Work instruction — Of all the lines below, return only those starting with the line holding "all route distances." and going on through the line holding "on the route.", exactly as written.

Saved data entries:
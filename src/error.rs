//! Error types for the staged dispatch pipeline.
//!
//! The geometric core never fails; these cover host-level preconditions
//! and configuration.

use thiserror::Error;

/// Configuration loading and validation errors.
#[derive(Debug, Error)]
pub enum ConfigError {
    /// The configuration text is not valid JSON for [`DispatchConfig`](crate::config::DispatchConfig).
    #[error("failed to parse configuration: {0}")]
    Parse(#[from] serde_json::Error),

    /// A configuration value is out of range.
    #[error("invalid configuration: {0}")]
    Invalid(String),
}

/// A pipeline stage was requested before its inputs exist.
#[derive(Debug, Error)]
pub enum DispatchError {
    /// Clustering requested with no generated points.
    #[error("no delivery points generated yet; generate points first")]
    NoPoints,

    /// Routing requested before clustering.
    #[error("no zones computed yet; cluster the points first")]
    NoZones,

    /// Simulation requested before routing.
    #[error("no routes computed yet; calculate routes first")]
    NoRoutes,

    /// Zone count outside `1..=points`.
    #[error("zone count {k} must be between 1 and the number of points ({points})")]
    InvalidZoneCount {
        /// Requested zone count.
        k: usize,
        /// Number of available points.
        points: usize,
    },

    /// Invalid configuration.
    #[error(transparent)]
    Config(#[from] ConfigError),
}
//! Route plan and per-route summaries.

use serde::{Deserialize, Serialize};

use crate::models::Route;

/// All zone routes of one routing run and their combined length.
#[derive(Debug, Clone, Default, PartialEq, Serialize, Deserialize)]
#[serde(rename_all = "camelCase")]
pub struct RoutePlan {
    /// One route per zone, in zone order.
    pub routes: Vec<Route>,
    /// Sum of all route distances.
    pub total_distance: f64,
}

/// Dashboard figures for one route.
#[derive(Debug, Clone, PartialEq, Serialize, Deserialize)]
#[serde(rename_all = "camelCase")]
pub struct RouteSummary {
    /// Zone served.
    pub zone_id: usize,
    /// Number of deliveries on the route.
    pub deliveries: usize,
    /// Route length.
    pub distance: f64,
    /// Length relative to the longest route, in `[0, 1]`.
    pub share: f64,
}

impl RoutePlan {
    /// Number of routes.
    pub fn len(&self) -> usize {
        self.routes.len()
    }

    /// Returns `true` if the plan has no routes.
    pub fn is_empty(&self) -> bool {
        self.routes.is_empty()
    }

    /// Length of the longest route, or zero for an empty plan.
    pub fn longest_distance(&self) -> f64 {
        self.routes
            .iter()
            .map(Route::distance)
            .fold(0.0, f64::max)
    }

    /// Total number of deliveries across all routes.
    pub fn num_deliveries(&self) -> usize {
        self.routes.iter().map(Route::delivery_count).sum()
    }

    /// Per-route summaries ordered by zone id.
    pub fn summaries(&self) -> Vec<RouteSummary> {
        let longest = self.longest_distance();
        let mut summaries: Vec<RouteSummary> = self
            .routes
            .iter()
            .map(|r| RouteSummary {
                zone_id: r.zone_id(),
                deliveries: r.delivery_count(),
                distance: r.distance(),
                share: if longest > 0.0 {
                    r.distance() / longest
                } else {
                    0.0
                },
            })
            .collect();
        summaries.sort_by_key(|s| s.zone_id);
        summaries
    }
}

#[cfg(test)]
mod tests {
    use super::*;
    use crate::models::Point;

    fn plan() -> RoutePlan {
        let depot = Point::origin();
        let routes = vec![
            Route::new(1, vec![depot, Point::new(0.0, 5.0), depot]),
            Route::new(0, vec![depot, Point::new(1.0, 0.0), Point::new(2.0, 0.0), depot]),
            Route::new(2, vec![depot, depot]),
        ];
        let total_distance = routes.iter().map(Route::distance).sum();
        RoutePlan {
            routes,
            total_distance,
        }
    }

    #[test]
    fn test_longest_and_counts() {
        let p = plan();
        assert_eq!(p.len(), 3);
        assert!((p.longest_distance() - 10.0).abs() < 1e-10);
        assert_eq!(p.num_deliveries(), 3);
    }

    #[test]
    fn test_summaries_sorted_with_share() {
        let s = plan().summaries();
        let ids: Vec<usize> = s.iter().map(|x| x.zone_id).collect();
        assert_eq!(ids, vec![0, 1, 2]);
        assert_eq!(s[0].deliveries, 2);
        assert!((s[0].share - 0.4).abs() < 1e-10);
        assert!((s[1].share - 1.0).abs() < 1e-10);
        assert_eq!(s[2].share, 0.0);
    }

    #[test]
    fn test_empty_plan() {
        let p = RoutePlan::default();
        assert!(p.is_empty());
        assert_eq!(p.longest_distance(), 0.0);
        assert!(p.summaries().is_empty());
    }

    #[test]
    fn test_all_zero_routes_share() {
        let depot = Point::new(3.0, 3.0);
        let p = RoutePlan {
            routes: vec![Route::new(0, vec![depot, depot])],
            total_distance: 0.0,
        };
        assert_eq!(p.summaries()[0].share, 0.0);
    }
}
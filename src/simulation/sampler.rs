//! Stateless position sampler.

use crate::geometry::position_along_path;
use crate::models::{Point, Route};

/// Default vehicle speed, in distance units per second.
pub const DEFAULT_SPEED: f64 = 150.0;

/// Time needed to finish the longest route at `speed`.
///
/// Returns `None` when there are no routes.
///
/// # Examples
///
/// ```
/// use u_delivery::models::{Point, Route};
/// use u_delivery::simulation::total_duration;
///
/// let depot = Point::new(0.0, 0.0);
/// let routes = vec![
///     Route::new(0, vec![depot, Point::new(15.0, 0.0), depot]),
///     Route::new(1, vec![depot, Point::new(0.0, 75.0), depot]),
/// ];
/// assert_eq!(total_duration(&routes, 150.0), Some(1.0));
/// assert_eq!(total_duration(&[], 150.0), None);
/// ```
pub fn total_duration(routes: &[Route], speed: f64) -> Option<f64> {
    routes
        .iter()
        .map(Route::distance)
        .reduce(f64::max)
        .map(|longest| longest / speed)
}

/// Positions of all vehicles after `elapsed_seconds`, one per route in order.
///
/// Each vehicle has travelled `elapsed_seconds * speed` along its own path.
/// From [`total_duration`] onwards every vehicle sits at its path's final
/// point. The result depends only on the arguments.
///
/// # Examples
///
/// ```
/// use u_delivery::models::{Point, Route};
/// use u_delivery::simulation::sample;
///
/// let depot = Point::new(0.0, 0.0);
/// let routes = vec![Route::new(0, vec![depot, Point::new(10.0, 0.0), depot])];
///
/// assert_eq!(sample(&routes, 0.0, 2.0), vec![depot]);
/// assert_eq!(sample(&routes, 2.5, 2.0), vec![Point::new(5.0, 0.0)]);
/// assert_eq!(sample(&routes, 60.0, 2.0), vec![depot]);
/// ```
pub fn sample(routes: &[Route], elapsed_seconds: f64, speed: f64) -> Vec<Point> {
    let settled = total_duration(routes, speed).is_some_and(|total| elapsed_seconds >= total);
    if settled {
        return final_positions(routes);
    }

    let distance_traveled = elapsed_seconds * speed;
    routes
        .iter()
        .map(|r| position_along_path(r.path(), distance_traveled))
        .collect()
}

/// Final point of every route; the origin for an empty path.
pub(crate) fn final_positions(routes: &[Route]) -> Vec<Point> {
    routes
        .iter()
        .map(|r| r.end().copied().unwrap_or_default())
        .collect()
}
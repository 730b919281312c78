//! Delivery point type.

use serde::{Deserialize, Serialize};

use super::Point;

/// A location that must be served, identified by a unique `id`.
///
/// `zone_id` is unset until clustering labels the point.
///
/// # Examples
///
/// ```
/// use u_delivery::models::DeliveryPoint;
///
/// let p = DeliveryPoint::new(7, 120.0, 80.0);
/// assert_eq!(p.id, 7);
/// assert!(p.zone_id.is_none());
///
/// let labeled = p.with_zone(2);
/// assert_eq!(labeled.zone_id, Some(2));
/// ```
#[derive(Debug, Clone, PartialEq, Serialize, Deserialize)]
#[serde(rename_all = "camelCase")]
pub struct DeliveryPoint {
    /// Unique identifier.
    pub id: usize,
    /// X-coordinate.
    pub x: f64,
    /// Y-coordinate.
    pub y: f64,
    /// Zone the point belongs to, once clustered.
    #[serde(default, skip_serializing_if = "Option::is_none")]
    pub zone_id: Option<usize>,
}

impl DeliveryPoint {
    /// Creates an unlabeled delivery point.
    pub fn new(id: usize, x: f64, y: f64) -> Self {
        Self {
            id,
            x,
            y,
            zone_id: None,
        }
    }

    /// Returns a copy of this point labeled with `zone_id`.
    pub fn with_zone(&self, zone_id: usize) -> Self {
        Self {
            zone_id: Some(zone_id),
            ..self.clone()
        }
    }

    /// Position of this delivery point.
    pub fn position(&self) -> Point {
        Point::new(self.x, self.y)
    }
}

impl From<&DeliveryPoint> for Point {
    fn from(p: &DeliveryPoint) -> Self {
        p.position()
    }
}
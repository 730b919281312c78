//! Spatial clustering of delivery points into zones.
//!
//! - [`cluster`] — k-means (Lloyd's iteration) with random seeding, O(n·k) per pass
//! - [`cluster_with_limit`] — same, with a caller-chosen iteration ceiling

mod kmeans;

pub use kmeans::{cluster, cluster_with_limit, ClusteringResult, MAX_ITERATIONS};
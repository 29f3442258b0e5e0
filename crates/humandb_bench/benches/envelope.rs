//! Envelope codec benchmarks.

use criterion::{black_box, criterion_group, criterion_main, BenchmarkId, Criterion, Throughput};
use humandb_bench::{collection_response, insert_request};
use humandb_codec::{from_cbor_prefix, Value};
use humandb_protocol::{Envelope, Request, Response};

/// Benchmark encoding requests and responses.
fn bench_encode(c: &mut Criterion) {
    let mut group = c.benchmark_group("encode");

    group.bench_function("request_bare", |b| {
        let request = Request::new("show");
        b.iter(|| black_box(black_box(&request).encode().unwrap()));
    });

    group.bench_function("request_insert", |b| {
        let request = insert_request(42);
        b.iter(|| black_box(black_box(&request).encode().unwrap()));
    });

    for count in [10, 100, 1000] {
        let response = collection_response(count);
        group.throughput(Throughput::Elements(count as u64));
        group.bench_with_input(
            BenchmarkId::new("response_collection", count),
            &response,
            |b, response| b.iter(|| black_box(response.encode().unwrap())),
        );
    }

    group.finish();
}

/// Benchmark decoding requests and responses.
fn bench_decode(c: &mut Criterion) {
    let mut group = c.benchmark_group("decode");

    let bytes = insert_request(42).encode().unwrap();
    group.throughput(Throughput::Bytes(bytes.len() as u64));
    group.bench_function("request_insert", |b| {
        b.iter(|| black_box(Request::decode(black_box(&bytes)).unwrap()));
    });

    for count in [10, 100, 1000] {
        let bytes = collection_response(count).encode().unwrap();
        group.throughput(Throughput::Bytes(bytes.len() as u64));
        group.bench_with_input(
            BenchmarkId::new("response_collection", count),
            &bytes,
            |b, bytes| b.iter(|| black_box(Response::decode(bytes).unwrap())),
        );
    }

    group.finish();
}

/// Benchmark framing a stream holding several envelopes back to back.
fn bench_prefix_decode(c: &mut Criterion) {
    let mut stream = Vec::new();
    for key in 1..=16 {
        stream.extend(insert_request(key).encode().unwrap());
    }

    c.bench_function("prefix_decode_16", |b| {
        b.iter(|| {
            let mut rest = black_box(stream.as_slice());
            while !rest.is_empty() {
                let (value, used): (Value, usize) = from_cbor_prefix(rest).unwrap();
                black_box(value);
                rest = &rest[used..];
            }
        });
    });
}

criterion_group!(benches, bench_encode, bench_decode, bench_prefix_decode);

criterion_main!(benches);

Response —
    /// Sum of all route distances.
    pub total_distance: f64,
}

/// Dashboard figures for one route.
#[derive(Debug, Clone, PartialEq, Serialize, Deserialize)]
#[serde(rename_all = "camelCase")]
pub struct RouteSummary {
    /// Zone served.
    pub zone_id: usize,
    /// Number of deliveries on the route.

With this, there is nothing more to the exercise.